→ **Assigned task**
Take every line from the records below that includes the word "cannot".

→ **Supplied records**
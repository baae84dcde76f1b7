// groupsync CLI - create, update and delete static groups from a CSV file

mod config_file;
mod connection;
mod exit_codes;
mod export;
mod logging;
mod login;
mod sync;

use std::process::ExitCode;

use clap::{Parser, Subcommand};

use groupsync_recon::{DirectoryError, SyncError};

use exit_codes::{directory_exit_code, sync_exit_code, EXIT_ERROR, EXIT_SUCCESS, EXIT_USAGE};

#[derive(Parser)]
#[command(name = "groupsync")]
#[command(about = "Create, update and delete static groups from a CSV file")]
#[command(long_version = long_version())]
#[command(version)]
struct Cli {
    #[command(subcommand)]
    command: Commands,
}

#[derive(Subcommand)]
enum Commands {
    /// Reconcile directory groups with the groups derived from a CSV file
    #[command(after_help = "\
Examples:
  groupsync sync hosts.csv --dry-run
  groupsync sync hosts.csv --group-columns Site,Tier --group-prefix APP
  groupsync sync hosts.csv --no-remove --case-insensitive
  groupsync sync retired.csv --delete --json --output report.json
  groupsync sync hosts.csv --config sync.json -t turbo.example.com -u admin

Exit codes:
  0   completed (per-group errors are reported, not fatal)
  3   input CSV unreadable or missing a column
  4   config file invalid
  5   --strict and at least one error was recorded
  40  not authenticated
  41  directory unreachable")]
    Sync(sync::SyncArgs),

    /// Write existing directory groups and their members to a CSV file
    #[command(after_help = "\
Examples:
  groupsync export groups.csv
  groupsync export all-groups.csv --all-groups --include-group-type

To sync an exported file back, group on the group name column only:
  groupsync sync groups.csv --group-columns \"Group Name\"")]
    Export(export::ExportArgs),

    /// Check a CSV file and preview the groups it derives (no directory calls)
    #[command(after_help = "\
Examples:
  groupsync validate hosts.csv
  groupsync validate hosts.csv --group-columns Site --json")]
    Validate(sync::ValidateArgs),

    /// Verify directory credentials and save them for later runs
    #[command(after_help = "\
Examples:
  GROUPSYNC_PASSWORD=... groupsync login -t turbo.example.com -u admin
  groupsync login -t https://10.0.0.5 --encoded-creds YWRtaW46cHc= --insecure")]
    Login(login::LoginArgs),

    /// Remove saved directory credentials
    Logout,
}

fn long_version() -> &'static str {
    if cfg!(debug_assertions) {
        concat!(
            env!("CARGO_PKG_VERSION"),
            " (", env!("GIT_COMMIT_HASH"), ")",
            "\nengine:  groupsync-recon ", env!("CARGO_PKG_VERSION"),
            "\nbuild:   debug",
            "\ntarget:  ", env!("TARGET"),
        )
    } else {
        concat!(
            env!("CARGO_PKG_VERSION"),
            " (", env!("GIT_COMMIT_HASH"), ")",
            "\nengine:  groupsync-recon ", env!("CARGO_PKG_VERSION"),
            "\nbuild:   release",
            "\ntarget:  ", env!("TARGET"),
        )
    }
}

fn main() -> ExitCode {
    let cli = Cli::parse();

    let result = match cli.command {
        Commands::Sync(args) => sync::cmd_sync(args),
        Commands::Export(args) => export::cmd_export(args),
        Commands::Validate(args) => sync::cmd_validate(args),
        Commands::Login(args) => login::cmd_login(args),
        Commands::Logout => login::cmd_logout(),
    };

    match result {
        Ok(()) => ExitCode::from(EXIT_SUCCESS),
        Err(CliError { code, message, hint }) => {
            if !message.is_empty() {
                eprintln!("error: {}", message);
            }
            if let Some(hint) = hint {
                eprintln!("hint:  {}", hint);
            }
            ExitCode::from(code)
        }
    }
}

#[derive(Debug)]
pub struct CliError {
    pub code: u8,
    pub message: String,
    pub hint: Option<String>,
}

impl CliError {
    pub fn args(msg: impl Into<String>) -> Self {
        Self { code: EXIT_USAGE, message: msg.into(), hint: None }
    }

    pub fn error(msg: impl Into<String>) -> Self {
        Self { code: EXIT_ERROR, message: msg.into(), hint: None }
    }

    /// Directory failure with the matching 40-range exit code.
    pub fn directory(err: DirectoryError) -> Self {
        let hint = connection::directory_hint(&err).map(str::to_string);
        Self { code: directory_exit_code(&err), message: err.to_string(), hint }
    }

    pub fn sync(err: SyncError) -> Self {
        match err {
            SyncError::Directory(e) => Self::directory(e),
            SyncError::MissingColumn { ref column } => {
                let hint = format!("add a '{column}' column, or name the right one with a --*-column flag");
                Self { code: sync_exit_code(&err), message: err.to_string(), hint: Some(hint) }
            }
            other => Self { code: sync_exit_code(&other), message: other.to_string(), hint: None },
        }
    }
}
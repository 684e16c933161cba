//! Command to merge configuration documents into an effective configuration.

use crate::error::CliError;
use crate::utils::{render, report_diagnostics, GlobalOptions, MergeInputs, OutputFormat};
use clap::Args;
use std::path::PathBuf;

/// Merge a base document with environment overlays.
#[derive(Args)]
pub struct MergeCommand {
    #[command(flatten)]
    pub inputs: MergeInputs,

    /// Output format
    #[arg(long, value_enum, default_value_t = OutputFormat::Yaml)]
    pub format: OutputFormat,

    /// Write the result to a file instead of stdout
    #[arg(long, short = 'o', value_name = "FILE")]
    pub output: Option<PathBuf>,
}

impl MergeCommand {
    pub fn execute(self, global: &GlobalOptions) -> Result<(), CliError> {
        let effective = self.inputs.to_builder(global)?.build()?;
        report_diagnostics(&effective, global);

        let rendered = render(&effective, self.format)?;
        match self.output {
            Some(path) => std::fs::write(&path, rendered)?,
            None => print!("{rendered}"),
        }
        Ok(())
    }
}
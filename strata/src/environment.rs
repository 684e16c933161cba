//! Environment selection and inline override assignments.
//!
//! Two process-environment hooks exist: `STRATA_ENV` names the environment
//! whose overlay stack to load, and `STRATA_OVERRIDES` carries
//! comma-separated `dotted.path=value` assignments applied after every file
//! layer. The same assignment syntax backs the CLI's `--set` flag.

use std::collections::BTreeMap;
use std::env;

use crate::error::{Error, Result};
use crate::node::ConfigNode;

/// Environment variable naming the active environment.
pub const ENV_VAR: &str = "STRATA_ENV";

/// Environment variable carrying inline override assignments.
pub const OVERRIDES_VAR: &str = "STRATA_OVERRIDES";

/// Environment used when nothing selects one explicitly.
pub const DEFAULT_ENVIRONMENT: &str = "development";

/// Resolves environments and parses inline override assignments.
///
/// # Examples
///
/// ```
/// use strata::{ConfigNode, EnvironmentOverrides};
///
/// let overrides = EnvironmentOverrides::parse_assignments(&[
///     "mode=production".to_string(),
///     "output.path=/dist".to_string(),
/// ]).unwrap();
/// assert_eq!(overrides.get("mode"), Some(&ConfigNode::from("production")));
/// assert_eq!(overrides.get("output.path"), Some(&ConfigNode::from("/dist")));
/// ```
pub struct EnvironmentOverrides;

impl EnvironmentOverrides {
    /// Resolve the active environment name.
    ///
    /// Priority: explicit argument, then `STRATA_ENV`, then
    /// [`DEFAULT_ENVIRONMENT`].
    #[must_use]
    pub fn resolve_environment(explicit: Option<&str>) -> String {
        if let Some(name) = explicit {
            return name.to_string();
        }
        env::var(ENV_VAR).unwrap_or_else(|_| DEFAULT_ENVIRONMENT.to_string())
    }

    /// Read override assignments from `STRATA_OVERRIDES`.
    ///
    /// Returns `Ok(None)` when the variable is unset or blank.
    ///
    /// # Errors
    ///
    /// Returns a validation error if any assignment is malformed.
    pub fn from_env() -> Result<Option<ConfigNode>> {
        let Ok(raw) = env::var(OVERRIDES_VAR) else {
            return Ok(None);
        };

        let assignments: Vec<String> = raw
            .split(',')
            .map(str::trim)
            .filter(|s| !s.is_empty())
            .map(ToString::to_string)
            .collect();

        if assignments.is_empty() {
            return Ok(None);
        }
        Self::parse_assignments(&assignments).map(Some)
    }

    /// Parse `dotted.path=value` assignments into one override document.
    ///
    /// Later assignments to the same path win. Values parse as scalars via
    /// [`Self::parse_scalar`].
    ///
    /// # Errors
    ///
    /// Returns a validation error if an assignment has no `=`, or has an
    /// empty path or path segment.
    pub fn parse_assignments(assignments: &[String]) -> Result<ConfigNode> {
        let mut root = BTreeMap::new();
        for assignment in assignments {
            let (path, value) = Self::split_assignment(assignment)?;
            Self::insert_at(&mut root, &path, Self::parse_scalar(value));
        }
        Ok(ConfigNode::Mapping(root))
    }

    /// Parse a scalar literal the way YAML would.
    ///
    /// Recognizes, in order: `null`/`~`, booleans
    /// (true/false/yes/no/on/off, case-insensitive), integers, floats;
    /// anything else stays a string.
    #[must_use]
    pub fn parse_scalar(s: &str) -> ConfigNode {
        match s.to_lowercase().as_str() {
            "null" | "~" => return ConfigNode::Null,
            "true" | "yes" | "on" => return ConfigNode::Bool(true),
            "false" | "no" | "off" => return ConfigNode::Bool(false),
            _ => {}
        }
        if let Ok(int) = s.parse::<i64>() {
            return ConfigNode::Int(int);
        }
        if let Ok(float) = s.parse::<f64>() {
            return ConfigNode::Float(float);
        }
        ConfigNode::String(s.to_string())
    }

    /// Split one assignment into path segments and the raw value.
    fn split_assignment(assignment: &str) -> Result<(Vec<String>, &str)> {
        let (path, value) = assignment.split_once('=').ok_or_else(|| Error::Validation {
            field: assignment.to_string(),
            message: "expected dotted.path=value".to_string(),
        })?;

        let segments: Vec<String> = path.trim().split('.').map(ToString::to_string).collect();
        if segments.iter().any(String::is_empty) {
            return Err(Error::Validation {
                field: assignment.to_string(),
                message: "override path segments must be non-empty".to_string(),
            });
        }
        Ok((segments, value))
    }

    /// Insert a value at a key path, creating intermediate mappings.
    ///
    /// An intermediate that is not a mapping is replaced by one; assignments
    /// are the highest-precedence layer, so they win over whatever shape the
    /// earlier assignment left behind.
    fn insert_at(root: &mut BTreeMap<String, ConfigNode>, path: &[String], value: ConfigNode) {
        let (first, rest) = match path {
            [only] => {
                root.insert(only.clone(), value);
                return;
            }
            [first, rest @ ..] => (first, rest),
            [] => return,
        };

        let child = root
            .entry(first.clone())
            .or_insert_with(|| ConfigNode::Mapping(BTreeMap::new()));
        if !child.is_mapping() {
            *child = ConfigNode::Mapping(BTreeMap::new());
        }
        if let ConfigNode::Mapping(entries) = child {
            Self::insert_at(entries, rest, value);
        }
    }
}
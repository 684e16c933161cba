//! Main entry point for the strata CLI.
//!
//! Command-line interface for merging layered build-configuration
//! documents:
//! - `merge`: merge a base document with environment overlays
//! - `show`: print one value from the effective configuration
//! - `validate`: validate a single configuration document

mod cli;
mod commands;
mod error;
mod utils;

use clap::Parser;
use cli::Cli;
use utils::GlobalOptions;

fn main() {
    let cli = Cli::parse();

    let logger = strata::init_logger(cli.verbose, cli.quiet);

    let global = GlobalOptions {
        quiet: cli.quiet,
        environment: cli.env,
        logger,
    };

    let result = match cli.command {
        cli::Command::Merge(cmd) => cmd.execute(&global),
        cli::Command::Show(cmd) => cmd.execute(&global),
        cli::Command::Validate(cmd) => cmd.execute(&global),
    };

    match result {
        Ok(()) => std::process::exit(0),
        Err(e) => {
            eprintln!("Error: {e}");
            std::process::exit(e.exit_code());
        }
    }
}
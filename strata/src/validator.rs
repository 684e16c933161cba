//! Document and policy validation.
//!
//! Validation happens before merging: document roots must be mappings, keys
//! must be sane, and keyed-union rules must name a usable identity field.

use crate::error::{DocumentRole, Error, Result};
use crate::node::ConfigNode;
use crate::path::NodePath;
use crate::policy::{MergePolicy, MergeRule};

/// Validates configuration documents and merge policies.
///
/// # Examples
///
/// ```
/// use strata::{ConfigNode, DocumentRole, DocumentValidator};
///
/// let doc: ConfigNode = serde_yaml::from_str("mode: production").unwrap();
/// DocumentValidator::validate_document(&doc, DocumentRole::Base).unwrap();
/// ```
pub struct DocumentValidator;

impl DocumentValidator {
    /// Check that a document's root is a mapping.
    ///
    /// # Errors
    ///
    /// Returns [`Error::NonMappingRoot`] otherwise.
    pub fn validate_root(document: &ConfigNode, role: DocumentRole) -> Result<()> {
        if document.is_mapping() {
            Ok(())
        } else {
            Err(Error::NonMappingRoot {
                role,
                kind: document.kind(),
            })
        }
    }

    /// Validate a whole document: mapping root plus key hygiene everywhere.
    ///
    /// Keys must be non-empty after trimming and free of null bytes.
    ///
    /// # Errors
    ///
    /// Returns `NonMappingRoot` for a bad root, or a validation error naming
    /// the offending path.
    pub fn validate_document(document: &ConfigNode, role: DocumentRole) -> Result<()> {
        Self::validate_root(document, role)?;
        Self::validate_keys(&NodePath::root(), document)
    }

    /// Validate a merge policy's per-path rules.
    ///
    /// # Errors
    ///
    /// Returns a validation error for an empty rule path or an empty
    /// keyed-union identity key.
    pub fn validate_policy(policy: &MergePolicy) -> Result<()> {
        for (path, rule) in policy.rules() {
            if path.trim().is_empty() {
                return Err(Error::Validation {
                    field: "policy".to_string(),
                    message: "rule path cannot be empty".to_string(),
                });
            }
            if let MergeRule::KeyedUnion { key } = rule {
                if key.trim().is_empty() {
                    return Err(Error::Validation {
                        field: path.to_string(),
                        message: "keyed-union identity key cannot be empty".to_string(),
                    });
                }
            }
        }
        Ok(())
    }

    fn validate_keys(path: &NodePath, node: &ConfigNode) -> Result<()> {
        match node {
            ConfigNode::Mapping(entries) => {
                for (key, child) in entries {
                    if key.trim().is_empty() {
                        return Err(Error::Validation {
                            field: path.to_string(),
                            message: "mapping key cannot be empty or only whitespace".to_string(),
                        });
                    }
                    if key.contains('\0') {
                        return Err(Error::Validation {
                            field: path.to_string(),
                            message: "mapping key cannot contain null bytes".to_string(),
                        });
                    }
                    Self::validate_keys(&path.child_key(key), child)?;
                }
                Ok(())
            }
            ConfigNode::Sequence(items) => {
                for (index, item) in items.iter().enumerate() {
                    Self::validate_keys(&path.child_index(index), item)?;
                }
                Ok(())
            }
            _ => Ok(()),
        }
    }
}

#[cfg(test)]
mod tests {
    use super::*;
    use std::collections::BTreeMap;

    fn yaml(s: &str) -> ConfigNode {
        serde_yaml::from_str(s).unwrap()
    }

    #[test]
    fn test_mapping_root_passes() {
        let doc = yaml("mode: production");
        assert!(DocumentValidator::validate_root(&doc, DocumentRole::Base).is_ok());
    }

    #[test]
    fn test_sequence_root_fails() {
        let doc = yaml("- a\n- b");
        let err = DocumentValidator::validate_root(&doc, DocumentRole::Base).unwrap_err();
        assert!(err.is_non_mapping_root());
    }

    #[test]
    fn test_scalar_root_fails_with_role() {
        let doc = yaml("42");
        let err = DocumentValidator::validate_root(&doc, DocumentRole::Overlay(0)).unwrap_err();
        assert!(format!("{err}").contains("overlay 0"));
    }

    #[test]
    fn test_empty_key_rejected() {
        let mut inner = BTreeMap::new();
        inner.insert("  ".to_string(), ConfigNode::from(1));
        let mut root = BTreeMap::new();
        root.insert("output".to_string(), ConfigNode::Mapping(inner));
        let doc = ConfigNode::Mapping(root);

        let err = DocumentValidator::validate_document(&doc, DocumentRole::Base).unwrap_err();
        assert!(err.is_validation());
        assert!(format!("{err}").contains("output"));
    }

    #[test]
    fn test_null_byte_key_rejected() {
        let mut root = BTreeMap::new();
        root.insert("bad\0key".to_string(), ConfigNode::from(1));
        let doc = ConfigNode::Mapping(root);

        let err = DocumentValidator::validate_document(&doc, DocumentRole::Base).unwrap_err();
        assert!(err.is_validation());
    }

    #[test]
    fn test_keys_inside_sequences_checked() {
        let mut entry = BTreeMap::new();
        entry.insert(String::new(), ConfigNode::from("x"));
        let mut root = BTreeMap::new();
        root.insert(
            "rules".to_string(),
            ConfigNode::Sequence(vec![ConfigNode::Mapping(entry)]),
        );
        let doc = ConfigNode::Mapping(root);

        let err = DocumentValidator::validate_document(&doc, DocumentRole::Base).unwrap_err();
        assert!(format!("{err}").contains("rules[0]"));
    }

    #[test]
    fn test_valid_nested_document_passes() {
        let doc = yaml("module:\n  rules:\n    - test: css\n      use: [style-loader]");
        assert!(DocumentValidator::validate_document(&doc, DocumentRole::Base).is_ok());
    }

    #[test]
    fn test_policy_with_empty_union_key_fails() {
        let policy = MergePolicy::new().with_keyed_union("module.rules", "");
        let err = DocumentValidator::validate_policy(&policy).unwrap_err();
        assert!(err.is_validation());
    }

    #[test]
    fn test_policy_with_empty_path_fails() {
        let policy = MergePolicy::new().with_rule("", MergeRule::Replace);
        assert!(DocumentValidator::validate_policy(&policy).is_err());
    }

    #[test]
    fn test_valid_policy_passes() {
        let policy = MergePolicy::new()
            .with_keyed_union("module.rules", "test")
            .with_rule("plugins", MergeRule::Replace);
        assert!(DocumentValidator::validate_policy(&policy).is_ok());
    }
}
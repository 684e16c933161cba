//! Error types for the strata library.
//!
//! This module provides the error hierarchy for document loading, validation,
//! and merging, using `thiserror` for ergonomic error handling.

use std::fmt;
use std::path::PathBuf;

use thiserror::Error;

use crate::node::NodeKind;

/// Result type alias for operations that may fail with a strata error.
///
/// # Examples
///
/// ```
/// use strata::{Error, Result};
///
/// fn example_operation() -> Result<String> {
///     Ok("production".to_string())
/// }
/// ```
pub type Result<T> = std::result::Result<T, Error>;

/// Identifies which document in a merge an error refers to.
#[derive(Debug, Clone, Copy, PartialEq, Eq)]
pub enum DocumentRole {
    /// The base document (lowest precedence).
    Base,
    /// An overlay document, by zero-based position in the overlay list.
    Overlay(usize),
}

impl fmt::Display for DocumentRole {
    fn fmt(&self, f: &mut fmt::Formatter<'_>) -> fmt::Result {
        match self {
            Self::Base => write!(f, "base"),
            Self::Overlay(index) => write!(f, "overlay {index}"),
        }
    }
}

/// The main error type for the strata library.
#[derive(Debug, Error)]
pub enum Error {
    /// A document root was not a mapping.
    ///
    /// Merging requires every participating document to be a mapping at the
    /// root; this error aborts the merge immediately.
    #[error("non-mapping root: {role} document is a {kind}, expected a mapping")]
    NonMappingRoot {
        /// Which document had the bad root.
        role: DocumentRole,
        /// The kind actually found at the root.
        kind: NodeKind,
    },

    /// A YAML document could not be parsed.
    #[error("configuration error: {0}")]
    Parse(#[from] serde_yaml::Error),

    /// A JSON document could not be parsed or serialized.
    #[error("JSON configuration error: {0}")]
    Json(#[from] serde_json::Error),

    /// An I/O error occurred.
    #[error("I/O error: {0}")]
    Io(#[from] std::io::Error),

    /// An invalid filesystem path was provided.
    #[error("invalid path {}: {reason}", path.display())]
    InvalidPath {
        /// The invalid path.
        path: PathBuf,
        /// The reason the path is invalid.
        reason: String,
    },

    /// A validation error occurred.
    #[error("validation error for '{field}': {message}")]
    Validation {
        /// The field or path that failed validation.
        field: String,
        /// A description of the validation failure.
        message: String,
    },
}

impl Error {
    /// Check if this error is a non-mapping root failure.
    ///
    /// # Examples
    ///
    /// ```
    /// use strata::{DocumentRole, Error, NodeKind};
    ///
    /// let err = Error::NonMappingRoot {
    ///     role: DocumentRole::Base,
    ///     kind: NodeKind::Sequence,
    /// };
    /// assert!(err.is_non_mapping_root());
    /// ```
    #[must_use]
    pub const fn is_non_mapping_root(&self) -> bool {
        matches!(self, Self::NonMappingRoot { .. })
    }

    /// Check if this error is a validation failure.
    #[must_use]
    pub const fn is_validation(&self) -> bool {
        matches!(self, Self::Validation { .. })
    }
}
//! Non-fatal merge diagnostics.
//!
//! Findings that do not abort a merge are recorded as [`Diagnostic`] values.
//! Each one is logged at warn level through the `log` facade when it is
//! raised, and retained on the resulting effective configuration so callers
//! and tests can inspect what the merge resolved by precedence.

use std::fmt;

use crate::node::NodeKind;

/// What a diagnostic reports.
#[derive(Debug, Clone, PartialEq, Eq)]
pub enum DiagnosticKind {
    /// Base and overlay disagreed on node kind; the overlay value won.
    TypeMismatch {
        /// Kind of the base node.
        base: NodeKind,
        /// Kind of the overlay node that replaced it.
        overlay: NodeKind,
    },
}

/// A single non-fatal merge finding, located by node path.
#[derive(Debug, Clone, PartialEq, Eq)]
pub struct Diagnostic {
    /// Rendered path of the node the finding refers to.
    pub path: String,
    /// The finding itself.
    pub kind: DiagnosticKind,
}

impl Diagnostic {
    /// Creates a type-mismatch diagnostic for the node at `path`.
    #[must_use]
    pub fn type_mismatch(path: String, base: NodeKind, overlay: NodeKind) -> Self {
        Self {
            path,
            kind: DiagnosticKind::TypeMismatch { base, overlay },
        }
    }

    /// Logs this diagnostic at warn level.
    pub fn warn(&self) {
        log::warn!("{self}");
    }
}

impl fmt::Display for Diagnostic {
    fn fmt(&self, f: &mut fmt::Formatter<'_>) -> fmt::Result {
        match &self.kind {
            DiagnosticKind::TypeMismatch { base, overlay } => write!(
                f,
                "type mismatch at {}: {base} overridden by {overlay}",
                self.path
            ),
        }
    }
}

→ **Solution for this task**
                    message: "rule path cannot be empty".to_string(),
                        message: "keyed-union identity key cannot be empty".to_string(),
                            message: "mapping key cannot be empty or only whitespace".to_string(),
                            message: "mapping key cannot contain null bytes".to_string(),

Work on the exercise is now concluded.